From BBC Internet:
http://news.bbc.co.uk/2/hi/programmes/f ... 105229.stm
A BBC correspondent was asking a pastor in Pennsylvania about the relationship between religion and politics in America.
"You want an answer to that, come to my breakfast meeting tomorrow morning," said Pastor Johnson.
At the breakfast meeting:
"The president has been sovereignly decided by God to lead this country," said Matt Roberts, a head teacher.
Take a close look at the above quote:
"The President": the elected head of the Executive branch of our government.
"sovereignly decided" The first definition of "sovereign" in dictionary.com is: "One that exercises supreme, permanent authority, especially in a nation or other governmental unit, as: A king, queen, or other noble person who serves as chief of state; a ruler or monarch." Therefore this phrase means, "decided by one that exercises supreme, permanent authority...(such as) a king, queen.. a ruler or monarch."
"by God" This phrase specifies who is the sovereign: God.
"to lead this country." This phrase specifies the sovereign's purpose.
Therefore, what this quote means, quite literally, is "The President of the United States has been chosen by the supreme and permanent authority of God, to lead this nation."
What we have there, folks, is the assertion that the President rules by divine right. And that is the paradigm definition of a king.
So we look up "divine right of kings" on wikipedia.org, and get the following:
http://en.wikipedia.org/wiki/Divine_Right_of_Kings
"The Divine Right of Kings is a European political and religious doctrine of political absolutism. Such doctrines are largely, though not exclusively, associated with the mediæval and ancien régime eras, based on contemporary Christian belief that a monarch owed his rule to the will of God, not to the will of his subjects, parliament, the aristocracy or any other competing authority. This doctrine continued with the claim that any attempt to depose a monarch or to restrict his powers ran contrary to the will of God."
(Note: the word "contemporary" refers to, contemporary with the "medieval and ancien regime eras," not the present era.)
Note: "doctrine of political absolutism..." and "the monarcy owed his rule to the will of God, not to the will of his subjects..."
Note particularly the last sentence: "...any attempt to depose a monarch or to restrict his powers ran contrary to the will of God." For emphasis: "or restrict his powers."
Now to be quite clear, I have no problem with constitutional monarchies and royal families in Europe and the UK. These institutions have a long and established history in their respective countries, and have evolved to their present point where they exist primarily as representatives of national culture and tradition. They have a kind of cultural authority that is distinct from the political authority of running day-to-day governance, which in turn is in the hands of parliamentary institutions.
However, the entire concept of monarchy in the United States, is entirely absent from, and alien to, our own traditions. It was the primary issue in our own war of independence over two and a quarter centuries ago.
The very first line in our Constitution reads, "We the People of the United States...do ordain and establish this Constitution for the United States of America." We the People. Not God, not a divinely ordained sovereign ruler.

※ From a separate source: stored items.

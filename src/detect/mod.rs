//! Person detection port.
//!
//! `PersonDetector` is the seam between the pipelines and an inference
//! backend. Consumers never hold a backend directly; they go through a
//! `DetectorHandle`, which reports readiness and fails with `NotLoaded`
//! until a model is installed.

mod annotate;
mod backend;
mod backends;
mod handle;
mod loader;
mod result;

pub use annotate::draw_detections;
pub use backend::PersonDetector;
pub use backends::NullBackend;
#[cfg(feature = "backend-tract")]
pub use backends::TractBackend;
pub use handle::DetectorHandle;
pub use loader::load_configured;
pub use result::{BoundingBox, Detection, DetectorOutput};
//! Video container I/O.
//!
//! Sources decode a container into an ordered sequence of RGB frames; sinks
//! append frames to an output stream at fixed geometry. Available sources:
//! - Synthetic `stub://` clips (tests, dry runs)
//! - Local video files (feature: video-ffmpeg)
//!
//! Output video is encoded by an external ffmpeg process (`FfmpegSink`).

mod ffmpeg_sink;
#[cfg(feature = "video-ffmpeg")]
mod ffmpeg_source;
mod synthetic;

use image::RgbImage;

use crate::error::{PipelineError, PipelineResult};

pub use ffmpeg_sink::FfmpegSink;
#[cfg(feature = "video-ffmpeg")]
pub use ffmpeg_source::FfmpegSource;
pub use synthetic::SyntheticSource;

/// Stream parameters reported by the container.
#[derive(Clone, Debug, PartialEq)]
pub struct VideoInfo {
    /// As reported; may be 0 or non-finite for some containers.
    pub fps: f64,
    pub width: u32,
    pub height: u32,
    /// Frame count claimed by the container. Advisory only; may be 0 or wrong.
    pub frame_count_hint: u64,
    pub codec: String,
}

/// Sequential frame reader.
pub trait FrameSource {
    fn info(&self) -> &VideoInfo;

    /// Next decoded frame, `Ok(None)` at end of stream.
    fn next_frame(&mut self) -> PipelineResult<Option<RgbImage>>;
}

/// Fixed-geometry frame writer.
pub trait FrameSink {
    /// Append one frame. The frame must match the sink geometry.
    fn write_frame(&mut self, frame: &RgbImage) -> PipelineResult<()>;

    /// Flush and close the output. Calling it twice is a no-op.
    fn finish(&mut self) -> PipelineResult<()>;

    fn frames_written(&self) -> u64;
}

/// Open a frame source for `path`.
///
/// `stub://` URLs open a synthetic clip; anything else must be a local file
/// path and needs the `video-ffmpeg` feature.
pub fn open_source(path: &str) -> PipelineResult<Box<dyn FrameSource>> {
    if path.trim().is_empty() {
        return Err(PipelineError::open(path, "empty path"));
    }
    if path.starts_with("stub://") {
        return Ok(Box::new(SyntheticSource::from_url(path)?));
    }
    if path.contains("://") {
        return Err(PipelineError::open(
            path,
            "only local files are supported (no URL schemes)",
        ));
    }
    #[cfg(feature = "video-ffmpeg")]
    {
        Ok(Box::new(FfmpegSource::open(path)?))
    }
    #[cfg(not(feature = "video-ffmpeg"))]
    {
        Err(PipelineError::open(
            path,
            "video decoding requires the video-ffmpeg feature",
        ))
    }
}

And as President Abraham Lincoln, Republican, said in the Gettysburg Address, "government of the people, by the people, for the people shall not perish from the earth." Government by the people. Not by God, not by a divinely ordained soveriegn ruler.
Folks, I have seen elsewhere, many quotes such as the one cited in the BBC. This is becoming a common thread in the politics of the religious right. Bush was chosen by God; or, God guided the electorate to choose Bush (a slightly different version of the same idea: God acting through the indirect agency of the voters).
This is more radical, more alien to our own national traditions, and more dangerous, than even communism was in the darkest days of the Stalin era. At no time in our history did communism appeal to more than a small percentage of the population. At no time did communists claim to have decided a Presidential election. At no time did communists claim that a United States President governed by virtue of communist principles. Yet today, religious extremists constitute a sizeable plurality, and make exactly these claims: that they decide elections, and that the President governs by virtue of divine ordination.
The idea that a President of the United States is somehow divinely ordained, leads directly to the idea that challenging his power runs contrary to the will of God. That leads us not only toward monarchy, but beyond, into theocracy and absolutism.
There has never been such an enormous danger to the principles of liberty, equality, pluralism, and democracy, upon which this republic was founded.